AIM OF THE TASK => Give back exactly the lines of the material below, starting with the line with "lifecycle, as exposed to observers" and going on through the line with "engine never requested".

TASK DATA =>
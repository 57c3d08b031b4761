//! Event system for the adlift engine
//!
//! The engine uses hybrid communication:
//! - **EventBus** (tokio::broadcast): one-to-many event broadcasting to hosts
//!   and observers
//! - **Command channels** (tokio::mpsc): slot intake into the dispatcher
//! - **Shared state** (Arc<RwLock<T>>): read-heavy registry access
//!
//! Every externally observable state change is mirrored onto the bus. State
//! transitions use `emit` (never silently lost without a log); progress-style
//! events use `emit_lossy`.

use crate::types::{FailureKind, RegionHandle, SlotId, SlotState};
use serde::{Deserialize, Serialize};
use tokio::sync::broadcast;

/// Bridge session lifecycle, as exposed to observers
#[derive(Debug, Clone, Copy, PartialEq, Eq, Serialize, Deserialize)]
#[serde(rename_all = "snake_case")]
pub enum BridgeSessionState {
    Unloaded,
    Loading,
    Ready,
    Unavailable,
}

/// Circuit breaker health, as exposed to observers
#[derive(Debug, Clone, Copy, PartialEq, Eq, Serialize, Deserialize)]
#[serde(rename_all = "snake_case")]
pub enum CircuitHealth {
    Closed,
    Open,
    HalfOpen,
}

/// Adlift event types
///
/// Events are broadcast via EventBus and can be serialized for transmission
/// to the host page. All events use this central enum for type safety and
/// exhaustive matching.
#[derive(Debug, Clone, Serialize, Deserialize)]
#[serde(tag = "type")]
pub enum AdliftEvent {
    /// A new placeholder region entered the registry
    SlotDiscovered {
        slot_id: SlotId,
        region: RegionHandle,
        /// Priority score assigned at discovery
        score: u8,
        timestamp: chrono::DateTime<chrono::Utc>,
    },

    /// A slot moved through its lifecycle state machine
    SlotStateChanged {
        slot_id: SlotId,
        old_state: SlotState,
        new_state: SlotState,
        timestamp: chrono::DateTime<chrono::Utc>,
    },

    /// A slot received its content
    SlotFulfilled {
        slot_id: SlotId,
        /// Total fulfillment attempts, zero when fulfilled externally
        attempts: u32,
        /// True when reconciliation found content the engine never requested
        external: bool,
        timestamp: chrono::DateTime<chrono::Utc>,
    },

    /// A fulfillment attempt failed
    SlotFailed {
        slot_id: SlotId,
        failure: FailureKind,
        attempts: u32,
        /// True when the retry budget is exhausted and the slot is done
        terminal: bool,
        timestamp: chrono::DateTime<chrono::Utc>,
    },

    /// A retry was scheduled for a failed slot
    RetryScheduled {
        slot_id: SlotId,
        /// Attempt number the retry will be (1-based)
        attempt: u32,
        delay_ms: u64,
        timestamp: chrono::DateTime<chrono::Utc>,
    },

    /// The bridge session changed state
    BridgeSessionChanged {
        old_state: BridgeSessionState,
        new_state: BridgeSessionState,
        timestamp: chrono::DateTime<chrono::Utc>,
    },

    /// The gateway circuit breaker changed state
    CircuitStateChanged {
        old_state: CircuitHealth,
        new_state: CircuitHealth,
        timestamp: chrono::DateTime<chrono::Utc>,
    },

    /// The dispatcher released a wave of fulfillment attempts
    WaveDispatched {
        wave_size: usize,
        timestamp: chrono::DateTime<chrono::Utc>,
    },

    /// A reconciliation sweep completed
    ReconcileCompleted {
        /// Slots examined in the sweep
        examined: usize,
        /// Stuck slots forced into the dispatcher
        forced: usize,
        /// Slots reconciled to fulfilled from externally rendered content
        external: usize,
        /// Slots abandoned because their region left the document
        abandoned: usize,
        timestamp: chrono::DateTime<chrono::Utc>,
    },
}

/// Broadcast bus for engine events
///
/// Thin wrapper over `tokio::sync::broadcast` so emitters do not deal with
/// subscriber bookkeeping. Subscribers receive only events emitted after
/// subscription.
#[derive(Clone)]
pub struct EventBus {
    tx: broadcast::Sender<AdliftEvent>,
    capacity: usize,
}

impl EventBus {
    /// Create a new EventBus with the given channel capacity
    pub fn new(capacity: usize) -> Self {
        let (tx, _) = broadcast::channel(capacity);
        Self { tx, capacity }
    }

    /// Subscribe to all future events
    pub fn subscribe(&self) -> broadcast::Receiver<AdliftEvent> {
        self.tx.subscribe()
    }

    /// Emit an event to all subscribers
    ///
    /// Returns `Ok(subscriber_count)` when at least one subscriber exists,
    /// `Err` when nobody is listening.
    pub fn emit(
        &self,
        event: AdliftEvent,
    ) -> Result<usize, broadcast::error::SendError<AdliftEvent>> {
        self.tx.send(event)
    }

    /// Emit an event, ignoring the no-subscribers case
    pub fn emit_lossy(&self, event: AdliftEvent) {
        let _ = self.tx.send(event);
    }

    /// Channel capacity this bus was created with
    pub fn capacity(&self) -> usize {
        self.capacity
    }

    /// Number of active subscribers
    pub fn subscriber_count(&self) -> usize {
        self.tx.receiver_count()
    }
}
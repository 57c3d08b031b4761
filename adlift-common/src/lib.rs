//! # Adlift Common Library
//!
//! Shared code for the adlift slot-fulfillment engine:
//! - Slot/region identifiers and geometry types
//! - Event types (AdliftEvent enum) and EventBus
//! - Engine configuration (all tuned constants in one place)

pub mod config;
pub mod error;
pub mod events;
pub mod types;

pub use error::{Error, Result};
pub use events::{AdliftEvent, EventBus};
pub use types::{FailureKind, Geometry, RegionHandle, SlotId, SlotState, Viewport};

SOLUTION FOR THIS PROBLEM =>
/// Bridge session lifecycle, as exposed to observers
#[derive(Debug, Clone, Copy, PartialEq, Eq, Serialize, Deserialize)]
#[serde(rename_all = "snake_case")]
pub enum BridgeSessionState {
    Unloaded,
    Loading,
    Ready,
    Unavailable,
}

/// Circuit breaker health, as exposed to observers
#[derive(Debug, Clone, Copy, PartialEq, Eq, Serialize, Deserialize)]
#[serde(rename_all = "snake_case")]
pub enum CircuitHealth {
    Closed,
    Open,
    HalfOpen,
}

/// Adlift event types
///
/// Events are broadcast via EventBus and can be serialized for transmission
/// to the host page. All events use this central enum for type safety and
/// exhaustive matching.
#[derive(Debug, Clone, Serialize, Deserialize)]
#[serde(tag = "type")]
pub enum AdliftEvent {
    /// A new placeholder region entered the registry
    SlotDiscovered {
        slot_id: SlotId,
        region: RegionHandle,
        /// Priority score assigned at discovery
        score: u8,
        timestamp: chrono::DateTime<chrono::Utc>,
    },

    /// A slot moved through its lifecycle state machine
    SlotStateChanged {
        slot_id: SlotId,
        old_state: SlotState,
        new_state: SlotState,
        timestamp: chrono::DateTime<chrono::Utc>,
    },

    /// A slot received its content
    SlotFulfilled {
        slot_id: SlotId,
        /// Total fulfillment attempts, zero when fulfilled externally
        attempts: u32,
        /// True when reconciliation found content the engine never requested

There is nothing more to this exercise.